Pan Integral Bakeoff: 100% Hard Red vs Hard White Sourdough Bread



Hard Red WW vs Hard White Sourdough Breads


Caveat emptor
I've been reading about White Whole Wheat Flour for some time now, but I've never tried it.  The other day when I was in Arva Flour Mill picking up some more organic whole grain flour, I noticed a small bag of the organic white wheat, so I picked some up.  To me, it was the perfect opportunity to try making some bread with it, side-by-side with the 100% whole wheat sourdough bread I always make, in the Tartine style.
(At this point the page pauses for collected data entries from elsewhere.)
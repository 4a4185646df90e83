//! Per-connection session state machine and the write/listen dispatch
//! logic shared by the WebSocket and REST surfaces.
//!
//! This module is transport-agnostic: [`Dispatcher`] and [`Session`] know
//! nothing about `axum` or sockets, so the core write/listen/fan-out
//! semantics can be exercised directly in tests (`tests/scenarios.rs`)
//! without standing up a real connection. [`crate::ws`] and
//! [`crate::rest`] adapt these to the two wire surfaces.

use std::collections::HashMap;
use std::sync::Arc;

use parking_lot::Mutex;
use tokio::sync::mpsc::UnboundedSender;
use tracing::{error, warn};

use crate::codec::{Action, Envelope, Request};
use crate::error::Result;
use crate::path::Ref;
use crate::query::QueryDescriptor;
use crate::registry::{ChannelId, Registry};
use crate::rules::Rules;
use crate::tree::Tree;

/// States a session passes through. `Connecting` and `Closed` are
/// transient — entered and exited within one call to the driving loop in
/// `crate::ws` — but are named explicitly so the lifecycle is visible
/// rather than implicit in control flow.
#[derive(Debug, Clone, Copy, PartialEq, Eq)]
pub enum SessionState {
    Connecting,
    Live,
    Closing,
    Closed,
}

/// Routes a session's outbound channel id to its live sender. Kept
/// separate from [`Registry`], which only ever sees the opaque
/// [`ChannelId`] key (the registry's job is matching refs to listeners,
/// not owning delivery sinks).
#[derive(Default)]
struct ChannelTable {
    inner: Mutex<HashMap<ChannelId, UnboundedSender<Envelope>>>,
}

impl ChannelTable {
    fn register(&self, id: ChannelId, sender: UnboundedSender<Envelope>) {
        self.inner.lock().insert(id, sender);
    }

    fn unregister(&self, id: ChannelId) {
        self.inner.lock().remove(&id);
    }

    /// Best-effort delivery: a closed or already-unregistered channel is
    /// tolerated, not an error: producers must tolerate a closed or
    /// already-unregistered listener gracefully.
    fn send(&self, id: ChannelId, envelope: Envelope) {
        let sender = self.inner.lock().get(&id).cloned();
        match sender {
            Some(sender) => {
                if sender.send(envelope).is_err() {
                    warn!(channel = id.raw(), "dropping delivery: outbound channel closed");
                }
            }
            None => warn!(channel = id.raw(), "dropping delivery: channel no longer registered"),
        }
    }
}

/// Shared core: the tree, the subscription registry, and the channel
/// table every session dispatches through. One `Dispatcher` is shared by
/// every connection and by the REST adapter.
pub struct Dispatcher {
    tree: Tree,
    registry: Arc<Registry>,
    rules: Option<Arc<Rules>>,
    channels: ChannelTable,
}

impl Dispatcher {
    pub fn new(tree: Tree, registry: Arc<Registry>, rules: Option<Arc<Rules>>) -> Arc<Self> {
        Arc::new(Dispatcher { tree, registry, rules, channels: ChannelTable::default() })
    }

    pub fn tree(&self) -> &Tree {
        &self.tree
    }

    pub fn registry(&self) -> &Registry {
        &self.registry
    }

    /// `set` (wire tag `p`): overwrite the subtree, then fan out to every
    /// listener whose view may have changed.
    pub async fn handle_set(&self, ref_: &Ref, data: serde_json::Value) -> Result<()> {
        self.tree.set(ref_, data).await?;
        self.fan_out(&[ref_.clone()]).await;
        Ok(())
    }

    /// `update` (wire tag `m`): multi-path write, fan out per sub-path
    /// changed ref.
    pub async fn handle_update(&self, base: &Ref, data: serde_json::Value) -> Result<()> {
        let changed = self.tree.update(base, data).await?;
        self.fan_out(&changed).await;
        Ok(())
    }

    /// `listen`/`query` (wire tags `l`/`q`): register the listener, then
    /// deliver exactly one initial snapshot on `channel` before any
    /// change-notification tied to a later write.
    ///
    /// Returns whether the `no_index` warning applies.
    pub async fn handle_listen(
        &self,
        ref_: &Ref,
        query: QueryDescriptor,
        channel: ChannelId,
    ) -> Result<bool> {
        self.registry.register(ref_, channel, query.clone());
        let value = self.tree.get(ref_, &query).await?;
        self.channels.send(
            channel,
            Envelope::Data { ref_: ref_.to_string(), query_id: query.id, value },
        );
        Ok(!self.has_index(ref_, &query))
    }

    /// `unlisten` (wire tag `n`): remove the `(ref, channel, query)` triple.
    pub fn handle_unlisten(&self, ref_: &Ref, query: &QueryDescriptor, channel: ChannelId) {
        self.registry.unregister(ref_, channel, query);
    }

    pub fn register_channel(&self, id: ChannelId, sender: UnboundedSender<Envelope>) {
        self.channels.register(id, sender);
    }

    /// Session teardown: unregister every listener this channel owns, then
    /// drop its delivery sink. Must run on every close path, including
    /// errors.
    pub fn close_channel(&self, id: ChannelId) {
        self.registry.unregister_channel(id);
        self.channels.unregister(id);
    }

    pub async fn reset(&self) -> Result<()> {
        self.registry.clean();
        self.tree.reset().await
    }

    fn has_index(&self, ref_: &Ref, query: &QueryDescriptor) -> bool {
        match &self.rules {
            // Without a rules file loaded, index coverage can't be
            // determined; the original reference relies entirely on the
            // rules engine for this, so absence of rules never produces a
            // warning.
            None => true,
            Some(rules) => rules.child(ref_).has_index_for(&query.order_by),
        }
    }

    async fn fan_out(&self, changed_refs: &[Ref]) {
        for affected_ref in self.registry.find(changed_refs) {
            for (channel, query) in self.registry.listeners_at(&affected_ref) {
                match self.tree.get(&affected_ref, &query).await {
                    Ok(value) => self.channels.send(
                        channel,
                        Envelope::Data {
                            ref_: affected_ref.to_string(),
                            query_id: query.id,
                            value,
                        },
                    ),
                    Err(err) => {
                        error!(ref_ = %affected_ref, %err, "fan-out read failed, skipping delivery");
                    }
                }
            }
        }
    }
}

/// Per-connection handle: owns this connection's channel id and forwards
/// decoded requests to the shared [`Dispatcher`].
pub struct Session {
    pub channel: ChannelId,
    dispatcher: Arc<Dispatcher>,
}

impl Session {
    pub fn new(dispatcher: Arc<Dispatcher>, outbound: UnboundedSender<Envelope>) -> Self {
        let channel = ChannelId::next();
        dispatcher.register_channel(channel, outbound);
        Session { channel, dispatcher }
    }

    /// Handles one decoded request, returning the OK envelope to send, or
    /// `None` for a malformed request: no OK is sent for that request.
    pub async fn handle(&self, req: Request) -> Option<Envelope> {
        let ref_ = match Ref::parse(&req.ref_) {
            Ok(r) => r,
            Err(err) => {
                warn!(raw_ref = %req.ref_, %err, "invalid reference, dropping request");
                return None;
            }
        };

        match req.action {
            Action::Set => match self.dispatcher.handle_set(&ref_, req.data).await {
                Ok(()) => Some(Envelope::Ok { request_id: req.request_id, no_index: false }),
                Err(err) => {
                    error!(%err, ref_ = %ref_, "set failed");
                    None
                }
            },
            Action::Update => match self.dispatcher.handle_update(&ref_, req.data).await {
                Ok(()) => Some(Envelope::Ok { request_id: req.request_id, no_index: false }),
                Err(err) => {
                    error!(%err, ref_ = %ref_, "update failed");
                    None
                }
            },
            Action::Listen => {
                match self.dispatcher.handle_listen(&ref_, req.query, self.channel).await {
                    Ok(no_index) => Some(Envelope::Ok { request_id: req.request_id, no_index }),
                    Err(err) => {
                        error!(%err, ref_ = %ref_, "listen failed");
                        None
                    }
                }
            }
            Action::Unlisten => {
                self.dispatcher.handle_unlisten(&ref_, &req.query, self.channel);
                Some(Envelope::Ok { request_id: req.request_id, no_index: false })
            }
        }
    }

    /// Must be called on every close path.
    pub fn close(&self) {
        self.dispatcher.close_channel(self.channel);
    }
}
Unfortunately, one has to be extra careful when buying wheat.  If it doesn't say "whole" wheat somewhere, you are getting a fraction -- some of the bran has been removed.  This bag doesn't indicate what the fraction is, but in later conversations with staff at the Arva Flour mill, they have assured me that this bag is not whole white wheat.  Furthermore, the organic flour -- the hard red whole wheat flour (that I usually buy), or this white wheat flour -- that one can obtain at Arva Flour Mill is not milled there.  They do not have the facilities to mill organic flour.  They buy it, repackage it, and sell it to consumers like me.  They cannot even tell me the extraction rate, or how much white bran is in it.  In fact, I do not even know if the white wheat is a true hard white wheat, or is merely a blend of hard and soft white wheat flour.
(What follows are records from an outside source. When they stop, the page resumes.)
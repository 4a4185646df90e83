//! Query descriptor and the projection evaluator applied to both snapshot
//! reads and listener deliveries.

use serde::{Deserialize, Serialize};
use serde_json::{Map, Value};

/// Whether `limit` keeps the first N or last N entries after sorting.
#[derive(Debug, Clone, Copy, PartialEq, Eq, Serialize, Deserialize)]
pub enum LimitOrder {
    /// `limitToFirst` / wire value `"l"`.
    First,
    /// `limitToLast` / wire value `"r"`.
    Last,
}

impl LimitOrder {
    pub fn from_wire(s: &str) -> Self {
        if s == "r" { LimitOrder::Last } else { LimitOrder::First }
    }

    pub fn to_wire(self) -> &'static str {
        match self {
            LimitOrder::First => "l",
            LimitOrder::Last => "r",
        }
    }
}

impl Default for LimitOrder {
    fn default() -> Self {
        LimitOrder::First
    }
}

/// The query descriptor carried on listen/query requests and REST reads.
///
/// Field names are descriptive rather than the wire tags (`sp`, `sn`, ...);
/// `crate::codec` maps between the two.
#[derive(Debug, Clone, Default, Serialize, Deserialize)]
pub struct QueryDescriptor {
    #[serde(default)]
    pub order_by: String,
    #[serde(default)]
    pub start_at: Option<Value>,
    #[serde(default)]
    pub start_key: Option<String>,
    #[serde(default)]
    pub end_at: Option<Value>,
    #[serde(default)]
    pub end_key: Option<String>,
    #[serde(default)]
    pub limit: u32,
    #[serde(default)]
    pub limit_order: LimitOrder,
    #[serde(default)]
    pub shallow: bool,
    /// Opaque client-assigned id, echoed back on every delivery for this
    /// listener so the client can demultiplex pushes to the right query.
    #[serde(default)]
    pub id: i64,
}

impl QueryDescriptor {
    pub fn is_default(&self) -> bool {
        self.order_by.is_empty()
            && self.start_at.is_none()
            && self.start_key.is_none()
            && self.end_at.is_none()
            && self.end_key.is_none()
            && self.limit == 0
            && !self.shallow
    }

    /// Canonical key distinguishing this query from another so two
    /// listeners on the same path with different queries are tracked as
    /// distinct. `serde_json::Value` has no `Hash` impl, so the registry
    /// keys listeners by this string instead of the struct itself.
    pub fn dedupe_key(&self) -> String {
        serde_json::to_string(self).unwrap_or_default()
    }
}

/// Formats a JSON value the way the reference implementation's `fmt.Sprint`
/// does for the purposes of heterogeneous `start_at`/`end_at` comparison.
///
/// This is a deliberate wart, preserved rather than replaced with typed
/// comparison: mixed-type ordering on `start_at`/`end_at` falls back to
/// comparing the formatted string representation, same as upstream.
fn sort_string(value: &Value) -> String {
    match value {
        Value::Null => "<nil>".to_string(),
        Value::Bool(b) => b.to_string(),
        Value::Number(n) => {
            if let Some(i) = n.as_i64() {
                i.to_string()
            } else if let Some(f) = n.as_f64() {
                if f.fract() == 0.0 && f.abs() < 1e15 {
                    format!("{}", f as i64)
                } else {
                    f.to_string()
                }
            } else {
                n.to_string()
            }
        }
        Value::String(s) => s.clone(),
        // Composite values never appear as an index in practice (the index
        // is a scalar field), but format stably rather than panic.
        other => other.to_string(),
    }
}

struct Entry<'a> {
    key: &'a str,
    value: &'a Value,
    index: Value,
}

/// Computes the ordering index for an entry: `.key`/`$key` orders by the
/// map key, `.value`/`$value` orders by the whole child value, a dotted
/// path descends into the child, and an empty `order_by` applies no
/// ordering.
fn index_for(order_by: &str, key: &str, value: &Value) -> Value {
    match order_by {
        ".key" | "$key" => Value::String(key.to_string()),
        ".value" | "$value" => value.clone(),
        "" => Value::Null,
        path => {
            let mut cur = value;
            for segment in path.split('.') {
                if segment.is_empty() {
                    continue;
                }
                cur = match cur.get(segment) {
                    Some(v) => v,
                    None => return Value::Null,
                };
            }
            cur.clone()
        }
    }
}

/// Applies a query descriptor to a JSON value, producing the filtered,
/// ordered, limited, and possibly shallow-projected result.
///
/// Non-mapping values pass through untouched (`shallow` on a scalar is a
/// no-op).
pub fn evaluate(value: &Value, query: &QueryDescriptor) -> Value {
    let Some(map) = value.as_object() else {
        return value.clone();
    };

    let mut entries: Vec<Entry<'_>> = map
        .iter()
        .map(|(k, v)| Entry { key: k.as_str(), value: v, index: index_for(&query.order_by, k, v) })
        .filter(|e| passes_bounds(e, query))
        .collect();

    if query.limit > 0 {
        entries.sort_by(|a, b| {
            let a_key = sort_string(&a.index);
            let b_key = sort_string(&b.index);
            a_key.cmp(&b_key).then_with(|| a.key.cmp(b.key))
        });
        let limit = query.limit as usize;
        if entries.len() > limit {
            match query.limit_order {
                LimitOrder::First => entries.truncate(limit),
                LimitOrder::Last => {
                    let drop = entries.len() - limit;
                    entries.drain(..drop);
                }
            }
        }
    }

    let mut result = Map::new();
    let mut has_scalar = false;
    for e in &entries {
        if !e.value.is_object() {
            has_scalar = true;
        }
        result.insert(e.key.to_string(), e.value.clone());
    }

    if query.shallow {
        if has_scalar {
            return Value::Object(result);
        }
        let mut shallow = Map::new();
        for key in result.keys() {
            shallow.insert(key.clone(), Value::Bool(true));
        }
        return Value::Object(shallow);
    }

    Value::Object(result)
}

fn passes_bounds(entry: &Entry<'_>, query: &QueryDescriptor) -> bool {
    if let Some(start) = &query.start_at {
        if sort_string(&entry.index) < sort_string(start) {
            return false;
        }
    }
    if let Some(end) = &query.end_at {
        if sort_string(&entry.index) > sort_string(end) {
            return false;
        }
    }
    if let Some(start_key) = &query.start_key {
        if entry.key < start_key.as_str() {
            return false;
        }
    }
    if let Some(end_key) = &query.end_key {
        if entry.key > end_key.as_str() {
            return false;
        }
    }
    true
}

#[cfg(test)]
mod tests {
    use super::*;
    use serde_json::json;

    fn query() -> QueryDescriptor {
        QueryDescriptor::default()
    }

    #[test]
    fn passthrough_on_scalar() {
        let v = json!("hello");
        assert_eq!(evaluate(&v, &query()), v);
    }

    #[test]
    fn order_by_key_range() {
        let tree = json!({"id1": 1, "id2": 2, "id3": 3, "id4": 4});
        let q = QueryDescriptor {
            order_by: ".key".into(),
            start_at: Some(json!("id2")),
            end_at: Some(json!("id3")),
            ..query()
        };
        let result = evaluate(&tree, &q);
        assert_eq!(result, json!({"id2": 2, "id3": 3}));
    }

    #[test]
    fn order_by_child_limit_to_last() {
        let tree = json!({
            "a": {"number": 1},
            "b": {"number": 2},
            "c": {"number": 3},
            "d": {"number": 4},
        });
        let q = QueryDescriptor {
            order_by: "number".into(),
            limit: 2,
            limit_order: LimitOrder::Last,
            ..query()
        };
        let result = evaluate(&tree, &q);
        assert_eq!(result, json!({"c": {"number": 3}, "d": {"number": 4}}));
    }

    #[test]
    fn order_by_child_limit_to_first() {
        let tree = json!({
            "a": {"number": 1},
            "b": {"number": 2},
            "c": {"number": 3},
        });
        let q = QueryDescriptor {
            order_by: "number".into(),
            limit: 2,
            limit_order: LimitOrder::First,
            ..query()
        };
        let result = evaluate(&tree, &q);
        assert_eq!(result, json!({"a": {"number": 1}, "b": {"number": 2}}));
    }

    #[test]
    fn shallow_all_mappings_becomes_true() {
        let tree = json!({"id1": {"a": 1}, "id2": {"b": 2}});
        let q = QueryDescriptor { shallow: true, ..query() };
        let result = evaluate(&tree, &q);
        assert_eq!(result, json!({"id1": true, "id2": true}));
    }

    #[test]
    fn shallow_with_scalar_is_noop() {
        let tree = json!({"id1": "text", "id2": {"b": 2}});
        let q = QueryDescriptor { shallow: true, ..query() };
        let result = evaluate(&tree, &q);
        assert_eq!(result, tree);
    }

    #[test]
    fn shallow_on_scalar_returns_scalar() {
        let v = json!(42);
        let q = QueryDescriptor { shallow: true, ..query() };
        assert_eq!(evaluate(&v, &q), v);
    }

    #[test]
    fn start_key_end_key_bounds() {
        let tree = json!({"a": 1, "b": 2, "c": 3});
        let q = QueryDescriptor {
            start_key: Some("b".into()),
            end_key: Some("b".into()),
            ..query()
        };
        assert_eq!(evaluate(&tree, &q), json!({"b": 2}));
    }
}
I can buy organic red wheat berries from Arva Flour mill, and I can mill my own organic grain from them (that'll be my next option) -- but I have to look elsewhere for organic white wheat berries.  I am told that Arva Flour Mill cannot get them.

Despite my frustration at not getting white whole wheat flour, this is my experience with using the Organic White Wheat flour for the first time.  It gives me an opportunity to research hard white wheat.

First, the breads.


White Wheat Bread, Red WW Bread
Both breads are made with:

  • 100% organic wheat flour (this is the only difference between the loaves: one is a ww hard red, the other a hard white wheat flour that is not whole)
  • 76% water
  • 20% sourdough starter
  • 5% wheat germ
  • 2% salt


Both doughs were stretched and folded, for about 4 hours.  Then the dough was divided, bench-rested, and shaped before placing in a basket to proof in a cold environment (my fridge, my garage) overnight.
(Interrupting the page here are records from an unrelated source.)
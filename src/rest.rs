//! REST adapter: stateless CRUD over the same tree the WebSocket surface
//! shares.

use std::collections::HashMap;
use std::sync::Arc;

use axum::extract::{Path, Query, State};
use axum::http::StatusCode;
use axum::response::{IntoResponse, Response};
use axum::routing::get;
use axum::{Json, Router};
use serde_json::Value;

use crate::error::Error;
use crate::path::Ref;
use crate::query::{LimitOrder, QueryDescriptor};
use crate::session::Dispatcher;

pub fn router(dispatcher: Arc<Dispatcher>) -> Router {
    Router::new()
        .route("/{*path}", get(get_handler).put(put_handler).patch(patch_handler).delete(delete_handler))
        .route("/", get(get_handler).put(put_handler).patch(patch_handler).delete(delete_handler))
        .with_state(dispatcher)
}

fn strip_json_suffix(path: &str) -> Result<&str, RestError> {
    path.strip_suffix(".json").ok_or(RestError(Error::Decode(format!(
        "REST path {path:?} must end in .json"
    ))))
}

async fn get_handler(
    State(dispatcher): State<Arc<Dispatcher>>,
    path: Option<Path<String>>,
    Query(params): Query<HashMap<String, String>>,
) -> Result<Response, RestError> {
    let raw = path.map(|Path(p)| p).unwrap_or_default();
    let ref_ = resolve_ref(&raw)?;
    let query = parse_query(&params)?;
    let value = dispatcher.tree().get(&ref_, &query).await.map_err(RestError)?;
    Ok(Json(value).into_response())
}

async fn put_handler(
    State(dispatcher): State<Arc<Dispatcher>>,
    path: Option<Path<String>>,
    Json(body): Json<Value>,
) -> Result<Response, RestError> {
    let raw = path.map(|Path(p)| p).unwrap_or_default();
    let ref_ = resolve_ref(&raw)?;
    dispatcher.handle_set(&ref_, body).await.map_err(RestError)?;
    Ok(StatusCode::OK.into_response())
}

async fn patch_handler(
    State(dispatcher): State<Arc<Dispatcher>>,
    path: Option<Path<String>>,
    Json(body): Json<Value>,
) -> Result<Response, RestError> {
    let raw = path.map(|Path(p)| p).unwrap_or_default();
    let ref_ = resolve_ref(&raw)?;
    dispatcher.handle_update(&ref_, body).await.map_err(RestError)?;
    Ok(StatusCode::OK.into_response())
}

async fn delete_handler(
    State(dispatcher): State<Arc<Dispatcher>>,
    path: Option<Path<String>>,
) -> Result<Response, RestError> {
    let raw = path.map(|Path(p)| p).unwrap_or_default();
    let ref_ = resolve_ref(&raw)?;
    dispatcher.handle_set(&ref_, Value::Null).await.map_err(RestError)?;
    Ok(StatusCode::OK.into_response())
}

fn resolve_ref(raw_path: &str) -> Result<Ref, RestError> {
    let stripped = strip_json_suffix(raw_path)?;
    Ref::parse(stripped).map_err(RestError)
}

/// Parses the REST query-string parameters into a [`QueryDescriptor`],
/// mirroring `examples/original_source/pkg/net/restful.go::ParseQuery`
/// exactly, including the mutual-exclusion checks.
pub fn parse_query(params: &HashMap<String, String>) -> Result<QueryDescriptor, RestError> {
    let mut query = QueryDescriptor {
        start_key: params.get("startKey").cloned(),
        end_key: params.get("endKey").cloned(),
        ..Default::default()
    };

    let limit_to_first = params.get("limitToFirst");
    let limit_to_last = params.get("limitToLast");
    match (limit_to_first, limit_to_last) {
        (Some(_), Some(_)) => {
            return Err(RestError(Error::ConflictingQuery(
                "limitToFirst and limitToLast both present",
            )))
        }
        (Some(n), None) => {
            query.limit = parse_u32(n)?;
            query.limit_order = LimitOrder::First;
        }
        (None, Some(n)) => {
            query.limit = parse_u32(n)?;
            query.limit_order = LimitOrder::Last;
        }
        (None, None) => {}
    }

    if let Some(order_by) = params.get("orderBy") {
        query.order_by = json_or_raw_string(order_by);
    }

    let equal_to = params.get("equalTo");
    let start_at = params.get("startAt");
    let end_at = params.get("endAt");
    if let Some(equal_to) = equal_to {
        if start_at.is_some() || end_at.is_some() {
            return Err(RestError(Error::ConflictingQuery(
                "equalTo cannot be combined with startAt or endAt",
            )));
        }
        query.start_at = Some(json_or_raw_value(equal_to));
        query.end_at = Some(json_or_raw_value(equal_to));
    } else {
        if let Some(v) = start_at {
            query.start_at = Some(json_or_raw_value(v));
        }
        if let Some(v) = end_at {
            query.end_at = Some(json_or_raw_value(v));
        }
    }

    query.shallow = params.get("shallow").map(|s| s == "true").unwrap_or(false);

    Ok(query)
}

fn parse_u32(raw: &str) -> Result<u32, RestError> {
    raw.parse::<u32>()
        .map_err(|_| RestError(Error::Decode(format!("invalid limit: {raw:?}"))))
}

fn json_or_raw_string(raw: &str) -> String {
    serde_json::from_str::<String>(raw).unwrap_or_else(|_| raw.to_string())
}

fn json_or_raw_value(raw: &str) -> Value {
    serde_json::from_str::<Value>(raw).unwrap_or_else(|_| Value::String(raw.to_string()))
}

/// Wraps [`Error`] so it can be used as an `axum` rejection: every decode
/// failure becomes a 500 with a plain-text body.
pub struct RestError(Error);

impl From<Error> for RestError {
    fn from(e: Error) -> Self {
        RestError(e)
    }
}

impl IntoResponse for RestError {
    fn into_response(self) -> Response {
        (StatusCode::INTERNAL_SERVER_ERROR, self.0.to_string()).into_response()
    }
}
The white wheat dough was very sloppy and sticky.  It is a long time since I have used anything but whole wheat flour in bread dough.  I could tell that the gluten wasn't developing the same way as the hard red whole wheat flour; furthermore, I could tell that there wasn't much bran in this extremely white dough.  I had added the usual 5% wheat germ back into the mixture, but it still didn't have the 'golden' look to it that has been described of white whole wheat flour.  This whiteness was an unnatural whiteness.






The proofed dough was sagging despite being chilled, but there was the usual fairly good oven spring for the loaves.

I wish it had been 100% whole white wheat flour I was using, for a proper "pan integral bakeoff".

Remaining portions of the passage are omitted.